Saved data entries
§

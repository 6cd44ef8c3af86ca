//! inksep-color - Color processing for ink separation
//!
//! This crate provides the read-only front of the separation pipeline:
//!
//! - **Color space conversion** ([`colorspace`]): RGB -> HSV on the 8-bit
//!   half-degree hue scale
//! - **Pixel classification** ([`classify`]): background white, background
//!   black, or chromatic with a hue
//! - **Hue histogram** ([`histogram`]): per-hue counts of chromatic pixels
//!   and the ranked bucket list consumed by region growing
//!
//! All functions here are pure and never fail.

pub mod classify;
pub mod colorspace;
pub mod histogram;

// Re-export core types
pub use inksep_core;

pub use classify::{ClassifierThresholds, PixelClass, classify};
pub use colorspace::{convert_rgb_to_hsv, hue_distance, rgb_to_hsv};
pub use histogram::{HueBucket, HueHistogram, find_bucket, rank_hues};
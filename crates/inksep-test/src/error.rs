//! Error types for the test framework

use thiserror::Error;

/// Errors that can occur during regression testing
#[derive(Debug, Error)]
pub enum TestError {
    /// Failed to write an image
    #[error("failed to write image '{path}': {message}")]
    ImageWrite { path: String, message: String },

    /// Fixture description could not be turned into a raster
    #[error("invalid fixture: {0}")]
    InvalidFixture(String),
}

/// Result type for test operations
pub type TestResult<T> = Result<T, TestError>;
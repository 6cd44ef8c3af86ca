//! PNM (Portable Any Map) format support
//!
//! Reads PGM (P5 binary) and PPM (P6 binary) with a maximum sample value
//! of at most 255, and writes masks as P5. ASCII variants are not
//! supported.

use crate::{IoError, IoResult};
use inksep_core::{Mask, Rgb, RgbImage};
use std::io::{BufRead, Read, Write};

/// Read a PNM image (P5/P6) from a reader.
///
/// Samples are rescaled to 0..=255 when the header's maxval is smaller.
pub fn read_pnm<R: BufRead>(mut reader: R) -> IoResult<RgbImage> {
    let magic = read_token(&mut reader)?;
    let channels = match magic.as_str() {
        "P5" => 1,
        "P6" => 3,
        other => {
            return Err(IoError::UnsupportedFormat(format!(
                "unsupported PNM variant: {}",
                other
            )));
        }
    };

    let width = parse_header_value(&read_token(&mut reader)?, "width")?;
    let height = parse_header_value(&read_token(&mut reader)?, "height")?;
    let maxval = parse_header_value(&read_token(&mut reader)?, "maxval")?;
    if maxval == 0 || maxval > 255 {
        return Err(IoError::UnsupportedFormat(format!(
            "PNM maxval {} not supported (1..=255)",
            maxval
        )));
    }

    let len = (width as usize)
        .checked_mul(height as usize)
        .and_then(|n| n.checked_mul(channels))
        .ok_or_else(|| {
            IoError::InvalidData(format!("PNM size {}x{} overflows", width, height))
        })?;

    // Grow with the bytes actually present rather than trusting the header
    let mut data = Vec::new();
    reader.by_ref().take(len as u64).read_to_end(&mut data)?;
    if data.len() != len {
        return Err(IoError::InvalidData(format!(
            "truncated PNM raster: expected {} bytes, found {}",
            len,
            data.len()
        )));
    }

    let scale = |v: u8| -> u8 {
        if maxval == 255 {
            v
        } else {
            ((u32::from(v.min(maxval as u8)) * 255 + maxval / 2) / maxval) as u8
        }
    };

    let pixels: Vec<Rgb> = if channels == 1 {
        data.iter()
            .map(|&g| {
                let g = scale(g);
                Rgb::new(g, g, g)
            })
            .collect()
    } else {
        data.chunks_exact(3)
            .map(|c| Rgb::new(scale(c[0]), scale(c[1]), scale(c[2])))
            .collect()
    };

    Ok(RgbImage::from_vec(width, height, pixels)?)
}

/// Write a mask as a binary PGM (P5) with values 0 and 255.
pub fn write_pnm_mask<W: Write>(mask: &Mask, mut writer: W) -> IoResult<()> {
    write!(writer, "P5\n{} {}\n255\n", mask.width(), mask.height())?;
    writer.write_all(&mask.to_gray())?;
    writer.flush()?;
    Ok(())
}

fn parse_header_value(token: &str, field: &str) -> IoResult<u32> {
    token
        .parse::<u32>()
        .map_err(|_| IoError::InvalidData(format!("bad PNM {}: {:?}", field, token)))
}

/// Read one whitespace-delimited header token, skipping `#` comments.
///
/// Consumes exactly one whitespace byte after the token so the raster
/// starts right after the maxval.
fn read_token<R: BufRead>(reader: &mut R) -> IoResult<String> {
    let mut token = String::new();
    let mut in_comment = false;
    let mut byte = [0u8; 1];

    loop {
        if reader.read(&mut byte)? == 0 {
            if token.is_empty() {
                return Err(IoError::InvalidData("truncated PNM header".to_string()));
            }
            return Ok(token);
        }
        let c = byte[0];
        if in_comment {
            if c == b'\n' || c == b'\r' {
                in_comment = false;
            }
            continue;
        }
        if c == b'#' {
            in_comment = true;
            continue;
        }
        if c.is_ascii_whitespace() {
            if token.is_empty() {
                continue;
            }
            return Ok(token);
        }
        token.push(c as char);
    }
}
use argh::FromArgs;
use inksep::io::ImageFormat;
use inksep::{
    LogSink, SeparateError, SeparateOptions, SeparateResult, separate_rgb, show_separation,
    write_separation,
};
use std::path::PathBuf;
use std::process::ExitCode;

#[derive(FromArgs)]
/// Split a line-art image into one binary mask per ink color.
/// Masks are written as <letter>.png into the current directory.
struct Args {
    /// path to the input image
    #[argh(positional)]
    image_path: Vec<PathBuf>,
}

fn main() -> ExitCode {
    env_logger::init();
    let args: Args = argh::from_env();

    match run(&args) {
        Ok(()) => ExitCode::SUCCESS,
        Err(e) => {
            eprintln!("{}", e);
            ExitCode::FAILURE
        }
    }
}

fn run(args: &Args) -> SeparateResult<()> {
    let [path] = args.image_path.as_slice() else {
        return Err(SeparateError::InvalidArgumentCount(args.image_path.len()));
    };

    let rgb = inksep::io::read_image(path).map_err(|e| SeparateError::ImageDecodeFailure {
        path: path.display().to_string(),
        message: e.to_string(),
    })?;
    log::info!("{}: {}x{}", path.display(), rgb.width(), rgb.height());

    let separation = separate_rgb(&rgb, &SeparateOptions::default())?;
    write_separation(&separation, ".", ImageFormat::Png)?;
    show_separation(&separation, &mut LogSink);
    Ok(())
}

#[cfg(test)]
mod tests {
    use super::*;

    fn parse(args: &[&str]) -> Result<Args, argh::EarlyExit> {
        Args::from_args(&["inksep"], args)
    }

    #[test]
    fn test_single_positional() {
        let args = parse(&["page.png"]).unwrap();
        assert_eq!(args.image_path, vec![PathBuf::from("page.png")]);
    }

    #[test]
    fn test_flags_rejected() {
        assert!(parse(&["page.png", "--labels", "out.png"]).is_err());
        assert!(parse(&["page.png", "--seed", "3"]).is_err());
    }

    #[test]
    fn test_argument_count() {
        for argv in [&[][..], &["a.png", "b.png"][..]] {
            let args = parse(argv).unwrap();
            assert!(matches!(
                run(&args),
                Err(SeparateError::InvalidArgumentCount(n)) if n == argv.len()
            ));
        }
    }
}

§

_WHAT NEEDS TO BE DONE_
Go through the entries and filter for lines holding the word "message"; copy each match.

_EXERCISE SOLUTION_
    #[error("failed to write image '{path}': {message}")]
    ImageWrite { path: String, message: String },
        message: e.to_string(),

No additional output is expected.